SOURCE MATERIAL →
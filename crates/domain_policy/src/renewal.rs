//! Renewal window management
//!
//! A policy may be renewed while `now` lies within a configurable number of
//! days either side of its end date. Renewal extends the term by one calendar
//! year and opens a new payment cycle.

use chrono::{DateTime, Duration, Utc};
use serde::{Deserialize, Serialize};

use core_kernel::temporal::{add_calendar_years, days_until_ceil};
use core_kernel::UserId;

use crate::aggregate::{Policy, PolicyPaymentStatus, PolicyStatus};
use crate::error::RenewalError;

/// Default half-width of the renewal window, in days
pub const DEFAULT_RENEWAL_WINDOW_DAYS: u32 = 60;

/// Default horizon for expiry alerts, in days
pub const DEFAULT_EXPIRY_HORIZON_DAYS: u32 = 30;

/// Decides renewal eligibility and computes the renewed term
#[derive(Debug, Clone, Copy, PartialEq, Eq)]
pub struct RenewalWindow {
    window_days: u32,
}

impl RenewalWindow {
    pub fn new(window_days: u32) -> Self {
        Self { window_days }
    }

    pub fn window_days(&self) -> u32 {
        self.window_days
    }

    /// How long a policy stays renewable after its end date
    pub fn grace_period(&self) -> Duration {
        Duration::days(i64::from(self.window_days))
    }

    /// True when the policy is active and `now` is within the window around its end date
    pub fn can_renew(&self, policy: &Policy, now: DateTime<Utc>) -> bool {
        if policy.status != PolicyStatus::Active {
            return false;
        }
        let window = self.grace_period();
        now >= policy.end_date - window && now <= policy.end_date + window
    }

    /// Returns the renewed policy
    ///
    /// Ownership is checked before the window. On success `end_date` and
    /// `renewal_date` each move forward one calendar year, the reminder flag
    /// is cleared and the payment status returns to pending.
    pub fn renew(
        &self,
        policy: &Policy,
        requester: UserId,
        now: DateTime<Utc>,
    ) -> Result<Policy, RenewalError> {
        if !policy.is_owned_by(requester) {
            return Err(RenewalError::NotOwner {
                policy_number: policy.policy_number.clone(),
                requester,
            });
        }
        if !self.can_renew(policy, now) {
            return Err(RenewalError::OutsideRenewalWindow {
                policy_number: policy.policy_number.clone(),
            });
        }

        let mut renewed = policy.clone();
        renewed.end_date = add_calendar_years(policy.end_date, 1)?;
        renewed.renewal_date = add_calendar_years(policy.renewal_date, 1)?;
        renewed.renewal_reminder_sent = false;
        renewed.payment_status = PolicyPaymentStatus::Pending;
        renewed.updated_at = now;
        Ok(renewed)
    }
}

impl Default for RenewalWindow {
    fn default() -> Self {
        Self::new(DEFAULT_RENEWAL_WINDOW_DAYS)
    }
}

/// A policy nearing its end date
#[derive(Debug, Clone, PartialEq, Eq, Serialize, Deserialize)]
pub struct ExpiringPolicy {
    #[serde(flatten)]
    pub policy: Policy,
    pub days_until_expiry: i64,
}

/// Active policies ending within the next `days` days, soonest first
///
/// Policies that have already ended are excluded; one ending exactly now is
/// included with zero days left.
pub fn expiring_within<I>(policies: I, days: u32, now: DateTime<Utc>) -> Vec<ExpiringPolicy>
where
    I: IntoIterator<Item = Policy>,
{
    let horizon = now + Duration::days(i64::from(days));

    let mut expiring: Vec<ExpiringPolicy> = policies
        .into_iter()
        .filter(|p| p.status == PolicyStatus::Active && p.end_date >= now && p.end_date <= horizon)
        .map(|policy| ExpiringPolicy {
            days_until_expiry: days_until_ceil(now, policy.end_date),
            policy,
        })
        .collect();

    expiring.sort_by_key(|e| e.policy.end_date);
    expiring
}
//! Renewal window and expiry alert tests

use chrono::{DateTime, Duration, TimeZone, Utc};
use core_kernel::{ApplicationId, PolicyId, UserId};
use domain_policy::renewal::expiring_within;
use domain_policy::{
    InsuranceKind, Policy, PolicyPaymentStatus, PolicyStatus, RenewalError, RenewalWindow,
};
use rust_decimal_macros::dec;

fn policy_ending(owner: UserId, end_date: DateTime<Utc>) -> Policy {
    let start_date = end_date - Duration::days(365);
    Policy {
        id: PolicyId::new(),
        policy_number: "HP-20240101-0001".to_string(),
        user_id: owner,
        application_id: ApplicationId::new(),
        plan_id: None,
        kind: InsuranceKind::Health,
        premium: dec!(120),
        start_date,
        end_date,
        renewal_date: end_date,
        status: PolicyStatus::Active,
        payment_status: PolicyPaymentStatus::Paid,
        renewal_reminder_sent: true,
        created_at: start_date,
        updated_at: start_date,
    }
}

fn now() -> DateTime<Utc> {
    Utc.with_ymd_and_hms(2025, 4, 10, 9, 0, 0).unwrap()
}

mod window {
    use super::*;

    #[test]
    fn test_policy_ending_in_45_days_is_renewable() {
        let owner = UserId::new();
        let policy = policy_ending(owner, now() + Duration::days(45));
        assert!(RenewalWindow::default().can_renew(&policy, now()));
    }

    #[test]
    fn test_policy_ending_in_90_days_is_not_renewable() {
        let policy = policy_ending(UserId::new(), now() + Duration::days(90));
        assert!(!RenewalWindow::default().can_renew(&policy, now()));
    }

    #[test]
    fn test_policy_ended_90_days_ago_is_not_renewable() {
        let policy = policy_ending(UserId::new(), now() - Duration::days(90));
        assert!(!RenewalWindow::default().can_renew(&policy, now()));
    }

    #[test]
    fn test_window_bounds_are_inclusive() {
        let window = RenewalWindow::default();
        let before = policy_ending(UserId::new(), now() + Duration::days(60));
        let after = policy_ending(UserId::new(), now() - Duration::days(60));
        assert!(window.can_renew(&before, now()));
        assert!(window.can_renew(&after, now()));
    }

    #[test]
    fn test_cancelled_policy_is_not_renewable() {
        let mut policy = policy_ending(UserId::new(), now() + Duration::days(10));
        policy.status = PolicyStatus::Cancelled;
        assert!(!RenewalWindow::default().can_renew(&policy, now()));
    }

    #[test]
    fn test_configured_window_width() {
        let policy = policy_ending(UserId::new(), now() + Duration::days(75));
        assert!(!RenewalWindow::new(60).can_renew(&policy, now()));
        assert!(RenewalWindow::new(90).can_renew(&policy, now()));
    }
}

mod renew {
    use super::*;

    #[test]
    fn test_renew_extends_term_by_calendar_year() {
        let owner = UserId::new();
        let end = Utc.with_ymd_and_hms(2025, 5, 1, 9, 0, 0).unwrap();
        let policy = policy_ending(owner, end);

        let renewed = RenewalWindow::default().renew(&policy, owner, now()).unwrap();

        assert_eq!(renewed.end_date, Utc.with_ymd_and_hms(2026, 5, 1, 9, 0, 0).unwrap());
        assert_eq!(renewed.renewal_date, Utc.with_ymd_and_hms(2026, 5, 1, 9, 0, 0).unwrap());
        assert_eq!((renewed.end_date - policy.end_date).num_days(), 365);
        assert_eq!(renewed.payment_status, PolicyPaymentStatus::Pending);
        assert!(!renewed.renewal_reminder_sent);
        assert_eq!(renewed.status, PolicyStatus::Active);
        assert_eq!(renewed.start_date, policy.start_date);
        assert_eq!(renewed.updated_at, now());
    }

    #[test]
    fn test_renew_across_leap_year_adds_366_days() {
        let owner = UserId::new();
        let end = Utc.with_ymd_and_hms(2027, 4, 1, 0, 0, 0).unwrap();
        let policy = policy_ending(owner, end);
        let at = end - Duration::days(5);

        let renewed = RenewalWindow::default().renew(&policy, owner, at).unwrap();
        assert_eq!((renewed.end_date - policy.end_date).num_days(), 366);
    }

    #[test]
    fn test_renew_by_other_user_fails() {
        let policy = policy_ending(UserId::new(), now() + Duration::days(10));
        let result = RenewalWindow::default().renew(&policy, UserId::new(), now());
        assert!(matches!(result, Err(RenewalError::NotOwner { .. })));
    }

    #[test]
    fn test_renew_outside_window_fails() {
        let owner = UserId::new();
        let policy = policy_ending(owner, now() + Duration::days(200));
        let result = RenewalWindow::default().renew(&policy, owner, now());
        assert!(matches!(result, Err(RenewalError::OutsideRenewalWindow { .. })));
    }
}

mod expiring {
    use super::*;

    #[test]
    fn test_expiring_within_filters_and_annotates() {
        let owner = UserId::new();
        let soon = policy_ending(owner, now() + Duration::days(10));
        let edge = policy_ending(owner, now() + Duration::days(30));
        let later = policy_ending(owner, now() + Duration::days(31));
        let expired = policy_ending(owner, now() - Duration::days(1));

        let result = expiring_within(vec![later, edge, expired, soon], 30, now());

        assert_eq!(result.len(), 2);
        assert_eq!(result[0].days_until_expiry, 10);
        assert_eq!(result[1].days_until_expiry, 30);
    }

    #[test]
    fn test_partial_day_rounds_up() {
        let owner = UserId::new();
        let policy = policy_ending(owner, now() + Duration::hours(5));
        let result = expiring_within(vec![policy], 30, now());
        assert_eq!(result[0].days_until_expiry, 1);
    }

    #[test]
    fn test_inactive_policies_are_not_alerted() {
        let mut policy = policy_ending(UserId::new(), now() + Duration::days(5));
        policy.status = PolicyStatus::Cancelled;
        assert!(expiring_within(vec![policy], 30, now()).is_empty());
    }
}

mod grace_period {
    use super::*;
    use test_utils::{TemporalFixtures, TestPolicyBuilder};

    #[test]
    fn test_issued_policy_stays_renewable_until_grace_runs_out() {
        let window = RenewalWindow::default();
        let mut policy = TestPolicyBuilder::new().build();
        let end = TemporalFixtures::one_year_later();
        assert_eq!(policy.end_date, end);

        assert!(!window.can_renew(&policy, end - Duration::days(61)));
        assert!(window.can_renew(&policy, end + Duration::days(30)));
        assert!(!policy.expire_if_lapsed(end + Duration::days(30), window.grace_period()).unwrap());

        assert!(policy.expire_if_lapsed(end + Duration::days(61), window.grace_period()).unwrap());
        assert!(!window.can_renew(&policy, end + Duration::days(30)));
    }

    #[test]
    fn test_grace_period_follows_configured_width() {
        assert_eq!(RenewalWindow::new(10).grace_period(), Duration::days(10));
        assert_eq!(RenewalWindow::default().grace_period(), Duration::days(60));
    }

    #[test]
    fn test_cancelled_policy_is_neither_renewed_nor_expired() {
        let mut policy = TestPolicyBuilder::new()
            .ending_in_days(20)
            .with_status(PolicyStatus::Cancelled)
            .build();
        let after_grace = policy.end_date + Duration::days(90);

        assert!(!RenewalWindow::default().can_renew(&policy, TemporalFixtures::now()));
        assert!(!policy.expire_if_lapsed(after_grace, Duration::zero()).unwrap());
        assert_eq!(policy.status, PolicyStatus::Cancelled);
    }
}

ACTION ITEM → Take every line from the data above that holds "TemporalFixtures" and copy it out.

FINISHED TASK →
    use test_utils::{TemporalFixtures, TestPolicyBuilder};
        let end = TemporalFixtures::one_year_later();
        assert!(!RenewalWindow::default().can_renew(&policy, TemporalFixtures::now()));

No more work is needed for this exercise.